• WORK ITEM: Find every line below with the string "static" and pick it out.
START DATA SHOWN
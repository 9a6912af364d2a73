//! Write amounts of money as upper-case Chinese numerals (大写金额).

use std::sync::LazyLock;

use regex::Regex;

use crate::error::{Result, ToolError};

const DIGITS: [&str; 10] = ["零", "壹", "贰", "叁", "肆", "伍", "陆", "柒", "捌", "玖"];
const GROUP_UNITS: [&str; 4] = ["", "拾", "佰", "仟"];
const BIG_UNITS: [&str; 6] = ["", "万", "亿", "兆", "京", "垓"];
const DECIMAL_UNITS: [&str; 7] = ["角", "分", "厘", "毫", "丝", "忽", "微"];
const ZERO: &str = "零";

/// Longest integer part the big units can name.
pub const MAX_INTEGER_DIGITS: usize = 21;

static AMOUNT: LazyLock<Regex> =
    LazyLock::new(|| Regex::new(r"^[0-9]{1,30}(\.[0-9]{1,7})?$").expect("amount pattern is valid"));

fn digit(c: char) -> &'static str {
    DIGITS[c.to_digit(10).unwrap_or(0) as usize]
}

fn invalid(value: &str, reason: &str) -> ToolError {
    ToolError::InvalidAmount {
        value: value.to_string(),
        reason: reason.to_string(),
    }
}

/// Check that `value` is a plain decimal number this module can spell out.
pub fn validate(value: &str) -> Result<()> {
    if !AMOUNT.is_match(value) {
        return Err(invalid(value, "expected digits with at most 7 decimal places"));
    }
    let integer = value.split('.').next().unwrap_or_default();
    if integer.trim_start_matches('0').len() > MAX_INTEGER_DIGITS {
        return Err(invalid(value, "the integer part has more than 21 digits"));
    }
    Ok(())
}

fn integer_words(integer: &str) -> String {
    let integer = integer.trim_start_matches('0');
    if integer.is_empty() {
        return ZERO.to_string();
    }

    let chars: Vec<char> = integer.chars().collect();
    let mut groups: Vec<&[char]> = chars.rchunks(4).collect();
    groups.reverse();
    let is_zero = |group: &[char]| group.iter().all(|&c| c == '0');

    let mut result: Vec<&str> = Vec::new();
    for (i, &group) in groups.iter().enumerate() {
        if is_zero(group) && i < groups.len() - 1 {
            let more_follow = groups[i + 1..].iter().any(|&g| !is_zero(g));
            if more_follow && result.last() != Some(&ZERO) {
                result.push(ZERO);
            }
            continue;
        }

        let mut words: Vec<&str> = Vec::new();
        let mut pending_zero = false;
        let mut seen_digit = false;
        for (j, &c) in group.iter().enumerate() {
            let unit = group.len() - j - 1;
            if c == '0' {
                pending_zero = true;
                continue;
            }
            if pending_zero && !words.is_empty() {
                words.push(ZERO);
            }
            words.push(digit(c));
            if unit > 0 {
                words.push(GROUP_UNITS[unit]);
            }
            seen_digit = true;
            pending_zero = false;
        }
        if pending_zero && seen_digit {
            words.push(ZERO);
        }

        if !words.is_empty() {
            result.extend(words);
            let big = groups.len() - i - 1;
            if let Some(unit) = BIG_UNITS.get(big) {
                result.push(*unit);
            }
        }
    }

    if result.is_empty() {
        ZERO.to_string()
    } else {
        result.concat()
    }
}

fn fraction_words(fraction: &str) -> String {
    let digits: Vec<char> = fraction.chars().chain(std::iter::repeat('0')).take(DECIMAL_UNITS.len()).collect();
    let Some(last) = digits.iter().rposition(|&c| c != '0') else {
        return String::new();
    };

    let mut result: Vec<&str> = Vec::new();
    for (i, &c) in digits[..=last].iter().enumerate() {
        if c != '0' {
            result.push(digit(c));
            result.push(DECIMAL_UNITS[i]);
        } else if result.last().is_some_and(|w| !DECIMAL_UNITS.contains(w)) {
            result.push(ZERO);
        }
    }
    result.concat()
}

/// Spell out `value`, e.g. `123.45` as `壹佰贰拾叁元肆角伍分`.
pub fn to_upper(value: &str) -> Result<String> {
    let value = value.trim();
    validate(value)?;

    let (integer, fraction) = value.split_once('.').unwrap_or((value, ""));
    let mut text = integer_words(integer);
    text.push('元');
    let fraction = fraction_words(fraction);
    if fraction.is_empty() {
        text.push('整');
    } else {
        text.push_str(&fraction);
    }
    Ok(text)
}

#[cfg(test)]
mod tests {
    use super::*;

    #[test]
    fn spells_common_amounts() {
        assert_eq!(to_upper("123.45").unwrap(), "壹佰贰拾叁元肆角伍分");
        assert_eq!(to_upper("10000").unwrap(), "壹万元整");
        assert_eq!(to_upper("0").unwrap(), "零元整");
        assert_eq!(to_upper("0.50").unwrap(), "零元伍角");
        assert_eq!(to_upper(" 8 ").unwrap(), "捌元整");
    }

    #[test]
    fn zero_groups_collapse_to_one_zero() {
        assert_eq!(to_upper("100000001").unwrap(), "壹亿零壹元整");
        assert_eq!(to_upper("1000000000001").unwrap(), "壹兆零壹元整");
    }

    #[test]
    fn zeros_inside_a_group() {
        assert_eq!(to_upper("1001").unwrap(), "壹仟零壹元整");
        // A group ending in zeros keeps one trailing zero.
        assert_eq!(to_upper("1010").unwrap(), "壹仟零壹拾零元整");
        assert_eq!(to_upper("100").unwrap(), "壹佰零元整");
    }

    #[test]
    fn all_seven_decimal_places() {
        assert_eq!(to_upper("0.1234567").unwrap(), "零元壹角贰分叁厘肆毫伍丝陆忽柒微");
        assert_eq!(to_upper("1.0000001").unwrap(), "壹元壹微");
        assert_eq!(to_upper("2.000").unwrap(), "贰元整");
    }

    #[test]
    fn largest_supported_amount() {
        let text = to_upper("123456789012345678901").unwrap();
        assert!(text.starts_with("壹垓贰仟叁佰肆拾伍京"));
        assert!(text.ends_with("玖佰零壹元整"));
    }

    #[test]
    fn rejects_malformed_input() {
        for bad in ["", "1.", ".5", "1.12345678", "-3", "1e5", "１２", "1,000"] {
            assert!(
                matches!(to_upper(bad), Err(ToolError::InvalidAmount { .. })),
                "{bad} should be rejected"
            );
        }
        assert!(to_upper("1234567890123456789012").is_err());
        // Leading zeros do not count towards the limit.
        assert!(to_upper("0001234567890123456789012").is_err());
        assert!(to_upper("000123456789012345678901").is_ok());
    }
}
END DATA SHOWN
• ANSWER SPACE:
static AMOUNT: LazyLock<Regex> =
fn digit(c: char) -> &'static str {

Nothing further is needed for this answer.